**What you are asked to do:** Every line holding the string "None" should be copied out of the listing.

%%

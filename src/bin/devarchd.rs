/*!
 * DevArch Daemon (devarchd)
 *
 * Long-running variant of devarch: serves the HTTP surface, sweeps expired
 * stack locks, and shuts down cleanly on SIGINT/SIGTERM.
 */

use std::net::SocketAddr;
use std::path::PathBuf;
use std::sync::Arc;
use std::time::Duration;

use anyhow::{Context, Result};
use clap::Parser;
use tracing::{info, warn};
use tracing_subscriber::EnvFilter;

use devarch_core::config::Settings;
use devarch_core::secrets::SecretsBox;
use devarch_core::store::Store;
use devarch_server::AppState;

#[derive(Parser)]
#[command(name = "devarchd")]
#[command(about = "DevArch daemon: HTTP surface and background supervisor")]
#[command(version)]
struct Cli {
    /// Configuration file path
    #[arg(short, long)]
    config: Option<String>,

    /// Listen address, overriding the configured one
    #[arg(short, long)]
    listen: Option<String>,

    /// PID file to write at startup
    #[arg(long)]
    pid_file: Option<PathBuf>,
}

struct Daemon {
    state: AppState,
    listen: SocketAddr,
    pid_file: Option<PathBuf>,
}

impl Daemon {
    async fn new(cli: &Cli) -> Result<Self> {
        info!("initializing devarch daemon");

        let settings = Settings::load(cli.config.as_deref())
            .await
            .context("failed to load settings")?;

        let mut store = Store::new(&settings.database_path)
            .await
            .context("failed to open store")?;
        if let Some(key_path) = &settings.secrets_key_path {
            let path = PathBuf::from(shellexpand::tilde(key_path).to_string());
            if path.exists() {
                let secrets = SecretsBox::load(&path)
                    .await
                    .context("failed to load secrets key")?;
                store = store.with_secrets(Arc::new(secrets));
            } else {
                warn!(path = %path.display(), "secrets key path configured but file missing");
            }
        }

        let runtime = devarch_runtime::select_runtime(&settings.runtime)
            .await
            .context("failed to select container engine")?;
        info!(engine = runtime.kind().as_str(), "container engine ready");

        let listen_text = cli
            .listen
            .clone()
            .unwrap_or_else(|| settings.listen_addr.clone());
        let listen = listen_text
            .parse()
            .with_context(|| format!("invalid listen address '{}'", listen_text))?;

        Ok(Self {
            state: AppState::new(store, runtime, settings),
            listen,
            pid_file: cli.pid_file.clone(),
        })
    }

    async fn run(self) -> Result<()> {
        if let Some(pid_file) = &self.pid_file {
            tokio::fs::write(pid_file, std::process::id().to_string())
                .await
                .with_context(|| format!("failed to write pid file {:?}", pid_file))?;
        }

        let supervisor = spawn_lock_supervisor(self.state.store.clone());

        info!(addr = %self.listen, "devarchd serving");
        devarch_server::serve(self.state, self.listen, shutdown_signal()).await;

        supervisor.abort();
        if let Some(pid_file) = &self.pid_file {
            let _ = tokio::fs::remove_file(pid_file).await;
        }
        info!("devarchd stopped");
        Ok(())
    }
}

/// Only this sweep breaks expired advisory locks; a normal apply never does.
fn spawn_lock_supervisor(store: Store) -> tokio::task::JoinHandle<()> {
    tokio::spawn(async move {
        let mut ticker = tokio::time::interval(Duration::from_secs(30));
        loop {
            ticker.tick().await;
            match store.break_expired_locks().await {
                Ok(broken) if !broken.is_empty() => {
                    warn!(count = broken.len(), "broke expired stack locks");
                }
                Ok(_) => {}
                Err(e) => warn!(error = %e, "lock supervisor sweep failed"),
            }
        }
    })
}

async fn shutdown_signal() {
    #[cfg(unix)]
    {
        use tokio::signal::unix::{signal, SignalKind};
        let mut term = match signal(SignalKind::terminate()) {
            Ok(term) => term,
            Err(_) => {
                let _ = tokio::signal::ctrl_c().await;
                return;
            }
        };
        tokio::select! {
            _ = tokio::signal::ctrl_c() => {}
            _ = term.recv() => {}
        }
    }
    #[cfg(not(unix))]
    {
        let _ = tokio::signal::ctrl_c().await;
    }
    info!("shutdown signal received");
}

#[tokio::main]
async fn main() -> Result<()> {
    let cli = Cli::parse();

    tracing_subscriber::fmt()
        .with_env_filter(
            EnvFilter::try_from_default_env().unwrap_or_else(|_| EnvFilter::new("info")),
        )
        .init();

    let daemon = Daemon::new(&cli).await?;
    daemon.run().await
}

%%
%%

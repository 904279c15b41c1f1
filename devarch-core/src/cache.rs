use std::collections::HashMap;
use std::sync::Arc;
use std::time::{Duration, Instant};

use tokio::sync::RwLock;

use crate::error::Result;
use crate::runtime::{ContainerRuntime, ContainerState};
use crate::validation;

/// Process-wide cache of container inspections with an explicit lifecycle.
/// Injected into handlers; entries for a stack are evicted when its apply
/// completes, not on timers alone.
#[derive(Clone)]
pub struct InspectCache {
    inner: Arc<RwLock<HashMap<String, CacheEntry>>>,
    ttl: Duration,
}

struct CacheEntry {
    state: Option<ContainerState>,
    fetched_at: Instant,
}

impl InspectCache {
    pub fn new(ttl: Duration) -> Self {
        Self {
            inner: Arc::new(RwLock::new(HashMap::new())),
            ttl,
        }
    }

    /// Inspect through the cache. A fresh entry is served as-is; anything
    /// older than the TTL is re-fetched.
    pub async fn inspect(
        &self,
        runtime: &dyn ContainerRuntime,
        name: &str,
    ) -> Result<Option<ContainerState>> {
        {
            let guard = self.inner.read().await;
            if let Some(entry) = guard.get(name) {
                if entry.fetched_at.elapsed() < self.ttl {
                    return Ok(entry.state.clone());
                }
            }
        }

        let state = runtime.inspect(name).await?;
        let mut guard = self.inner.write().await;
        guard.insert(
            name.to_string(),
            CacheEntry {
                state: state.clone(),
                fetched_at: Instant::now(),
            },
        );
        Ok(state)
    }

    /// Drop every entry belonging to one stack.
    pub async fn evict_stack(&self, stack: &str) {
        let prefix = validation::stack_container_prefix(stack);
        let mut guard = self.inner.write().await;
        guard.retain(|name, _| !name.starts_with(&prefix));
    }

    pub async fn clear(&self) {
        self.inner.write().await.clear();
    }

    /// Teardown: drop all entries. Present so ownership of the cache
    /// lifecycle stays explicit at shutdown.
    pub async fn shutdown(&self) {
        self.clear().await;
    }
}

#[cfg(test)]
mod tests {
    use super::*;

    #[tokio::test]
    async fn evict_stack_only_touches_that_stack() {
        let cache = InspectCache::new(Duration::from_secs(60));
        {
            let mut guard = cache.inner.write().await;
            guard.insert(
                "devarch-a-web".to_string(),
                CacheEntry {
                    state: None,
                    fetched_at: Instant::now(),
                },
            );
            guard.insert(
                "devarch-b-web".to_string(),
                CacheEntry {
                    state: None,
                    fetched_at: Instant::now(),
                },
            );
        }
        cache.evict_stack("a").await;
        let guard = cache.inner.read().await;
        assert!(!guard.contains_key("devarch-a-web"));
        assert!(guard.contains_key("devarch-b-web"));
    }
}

%%
%%

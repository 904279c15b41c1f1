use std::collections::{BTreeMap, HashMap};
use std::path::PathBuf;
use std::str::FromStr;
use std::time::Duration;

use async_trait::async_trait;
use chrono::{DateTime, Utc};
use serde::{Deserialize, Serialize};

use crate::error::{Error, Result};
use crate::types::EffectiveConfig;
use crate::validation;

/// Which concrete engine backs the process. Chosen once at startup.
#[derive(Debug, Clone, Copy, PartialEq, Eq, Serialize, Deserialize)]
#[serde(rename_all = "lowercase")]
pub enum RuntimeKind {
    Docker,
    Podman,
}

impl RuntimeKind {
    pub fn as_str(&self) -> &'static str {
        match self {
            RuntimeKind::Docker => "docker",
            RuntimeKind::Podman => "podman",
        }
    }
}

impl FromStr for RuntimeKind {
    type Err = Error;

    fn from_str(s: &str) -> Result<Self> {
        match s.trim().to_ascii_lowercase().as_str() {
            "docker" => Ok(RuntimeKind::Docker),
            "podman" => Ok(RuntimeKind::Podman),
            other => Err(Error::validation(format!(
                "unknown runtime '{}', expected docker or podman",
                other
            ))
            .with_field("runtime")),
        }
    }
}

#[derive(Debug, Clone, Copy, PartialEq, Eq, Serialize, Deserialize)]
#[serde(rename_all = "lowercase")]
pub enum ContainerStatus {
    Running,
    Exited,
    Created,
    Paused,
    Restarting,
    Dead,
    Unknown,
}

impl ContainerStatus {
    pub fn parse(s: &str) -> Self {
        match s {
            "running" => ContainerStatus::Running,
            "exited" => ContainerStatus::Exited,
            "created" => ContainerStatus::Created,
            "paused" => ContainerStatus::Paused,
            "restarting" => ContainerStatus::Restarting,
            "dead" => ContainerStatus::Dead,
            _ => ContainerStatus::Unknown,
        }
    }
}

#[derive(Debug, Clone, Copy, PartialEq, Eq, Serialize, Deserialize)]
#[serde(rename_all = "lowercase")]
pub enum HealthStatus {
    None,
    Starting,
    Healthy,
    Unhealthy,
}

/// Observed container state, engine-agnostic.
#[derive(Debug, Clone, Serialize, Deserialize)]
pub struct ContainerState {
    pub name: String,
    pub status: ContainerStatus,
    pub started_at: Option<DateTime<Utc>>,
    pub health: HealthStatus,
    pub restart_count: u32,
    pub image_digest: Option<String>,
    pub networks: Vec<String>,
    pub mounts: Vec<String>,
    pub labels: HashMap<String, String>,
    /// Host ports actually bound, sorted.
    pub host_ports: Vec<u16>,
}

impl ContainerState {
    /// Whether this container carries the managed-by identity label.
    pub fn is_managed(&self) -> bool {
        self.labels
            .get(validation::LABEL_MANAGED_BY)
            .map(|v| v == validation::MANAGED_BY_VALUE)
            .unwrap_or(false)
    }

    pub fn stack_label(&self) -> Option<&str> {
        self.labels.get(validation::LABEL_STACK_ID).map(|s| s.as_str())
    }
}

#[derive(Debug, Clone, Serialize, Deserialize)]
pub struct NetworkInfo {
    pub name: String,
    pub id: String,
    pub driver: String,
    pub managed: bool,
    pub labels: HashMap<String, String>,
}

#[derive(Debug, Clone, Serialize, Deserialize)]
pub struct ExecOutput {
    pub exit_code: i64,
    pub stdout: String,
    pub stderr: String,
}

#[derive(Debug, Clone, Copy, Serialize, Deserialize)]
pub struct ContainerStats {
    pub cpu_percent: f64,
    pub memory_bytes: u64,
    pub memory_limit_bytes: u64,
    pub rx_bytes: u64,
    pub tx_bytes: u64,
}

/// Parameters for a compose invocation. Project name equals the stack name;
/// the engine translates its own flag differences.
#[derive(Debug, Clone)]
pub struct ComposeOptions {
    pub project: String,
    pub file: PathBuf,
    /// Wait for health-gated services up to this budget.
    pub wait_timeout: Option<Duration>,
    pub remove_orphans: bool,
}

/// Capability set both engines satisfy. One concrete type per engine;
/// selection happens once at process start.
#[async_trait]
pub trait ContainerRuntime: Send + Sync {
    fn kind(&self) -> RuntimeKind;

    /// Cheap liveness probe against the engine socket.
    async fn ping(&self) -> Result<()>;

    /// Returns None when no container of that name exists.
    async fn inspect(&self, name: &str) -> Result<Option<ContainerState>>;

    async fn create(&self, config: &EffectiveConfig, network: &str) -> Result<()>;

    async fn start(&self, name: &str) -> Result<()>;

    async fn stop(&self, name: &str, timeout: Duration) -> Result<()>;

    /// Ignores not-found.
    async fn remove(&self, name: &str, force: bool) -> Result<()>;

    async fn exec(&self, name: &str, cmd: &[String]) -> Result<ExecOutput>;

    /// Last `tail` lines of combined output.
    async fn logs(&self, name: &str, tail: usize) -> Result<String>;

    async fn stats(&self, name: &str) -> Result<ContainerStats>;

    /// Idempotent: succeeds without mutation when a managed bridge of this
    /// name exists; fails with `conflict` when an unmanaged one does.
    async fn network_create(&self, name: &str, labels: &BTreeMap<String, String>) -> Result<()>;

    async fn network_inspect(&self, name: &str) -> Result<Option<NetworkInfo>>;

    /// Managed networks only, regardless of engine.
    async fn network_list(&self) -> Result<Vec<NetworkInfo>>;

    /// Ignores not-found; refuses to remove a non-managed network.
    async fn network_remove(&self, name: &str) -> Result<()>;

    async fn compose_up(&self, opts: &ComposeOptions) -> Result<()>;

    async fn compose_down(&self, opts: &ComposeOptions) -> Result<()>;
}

%%

**Response to the exercise:**
                    state: None,
                    state: None,
    None,
    /// Returns None when no container of that name exists.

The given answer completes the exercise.